> Problem requirements
The records below need to be restated word for word.

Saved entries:
* * * * * * * * *
//! Parameter structs for key, certificate, and CSR generation.

use std::path::PathBuf;

/// Parameters controlling RSA private key generation.
#[derive(Debug, Clone)]
pub struct PrivateKeyParams {
    /// Where to write the generated key.
    pub file_name: PathBuf,
    /// Optional password used to encrypt the key on disk.
    pub password: Option<String>,
    /// RSA modulus size in bits.
    pub bits: u16,
}

impl Default for PrivateKeyParams {
    fn default() -> Self {
        Self { file_name: PathBuf::from("rsa.key"), password: None, bits: 2048 }
    }
}

/// Parameters controlling self-signed certificate generation.
#[derive(Debug, Clone)]
pub struct CertificateParams {
    /// Where to write the generated certificate.
    pub file_name: PathBuf,
    /// Validity period in days.
    pub days: u16,
    /// Two-letter country code in the certificate's subject.
    pub country: String,
    /// Issuer organization name.
    pub issuer: String,
    /// Subject alternative names (hostnames/IPs) the certificate is valid
    /// for. TLS clients match the address they connected to against this
    /// list, not against `issuer`.
    pub subject_alt_names: Vec<String>,
}

impl Default for CertificateParams {
    fn default() -> Self {
        Self {
            file_name: PathBuf::from("cert.crt"),
            days: 365 * 3,
            country: "ZW".to_string(),
            issuer: "liblec".to_string(),
            subject_alt_names: vec!["localhost".to_string(), "127.0.0.1".to_string()],
        }
    }
}

/// Parameters controlling CSR (PKCS#10) generation.
#[derive(Debug, Clone)]
pub struct CsrParams {
    /// Where to write the generated CSR.
    pub file_name: PathBuf,
    /// Requested validity period in days (informational; the CA that
    /// signs the CSR decides the actual validity).
    pub days: u16,
    /// Two-letter country code in the CSR's subject.
    pub country: String,
    /// Issuer/organization name to request.
    pub issuer: String,
}

impl Default for CsrParams {
    fn default() -> Self {
        Self {
            file_name: PathBuf::from("certreq.csr"),
            days: 365,
            country: "ZW".to_string(),
            issuer: "lecnet".to_string(),
        }
    }
}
* * * * * * * * *
> Answer to this exercise
//! Parameter structs for key, certificate, and CSR generation.

use std::path::PathBuf;

/// Parameters controlling RSA private key generation.
#[derive(Debug, Clone)]
pub struct PrivateKeyParams {
    /// Where to write the generated key.
    pub file_name: PathBuf,
    /// Optional password used to encrypt the key on disk.
    pub password: Option<String>,
    /// RSA modulus size in bits.
    pub bits: u16,
}

impl Default for PrivateKeyParams {
    fn default() -> Self {
        Self { file_name: PathBuf::from("rsa.key"), password: None, bits: 2048 }
    }
}

/// Parameters controlling self-signed certificate generation.
#[derive(Debug, Clone)]
pub struct CertificateParams {
    /// Where to write the generated certificate.
    pub file_name: PathBuf,
    /// Validity period in days.
    pub days: u16,
    /// Two-letter country code in the certificate's subject.
    pub country: String,
    /// Issuer organization name.
    pub issuer: String,
    /// Subject alternative names (hostnames/IPs) the certificate is valid
    /// for. TLS clients match the address they connected to against this
    /// list, not against `issuer`.
    pub subject_alt_names: Vec<String>,
}

impl Default for CertificateParams {
    fn default() -> Self {
        Self {
            file_name: PathBuf::from("cert.crt"),
            days: 365 * 3,
            country: "ZW".to_string(),
            issuer: "liblec".to_string(),
            subject_alt_names: vec!["localhost".to_string(), "127.0.0.1".to_string()],
        }
    }
}

/// Parameters controlling CSR (PKCS#10) generation.
#[derive(Debug, Clone)]
pub struct CsrParams {
    /// Where to write the generated CSR.
    pub file_name: PathBuf,
    /// Requested validity period in days (informational; the CA that
    /// signs the CSR decides the actual validity).
    pub days: u16,
    /// Two-letter country code in the CSR's subject.
    pub country: String,
    /// Issuer/organization name to request.
    pub issuer: String,
}

impl Default for CsrParams {
    fn default() -> Self {
        Self {
            file_name: PathBuf::from("certreq.csr"),
            days: 365,
            country: "ZW".to_string(),
            issuer: "lecnet".to_string(),
        }
    }
}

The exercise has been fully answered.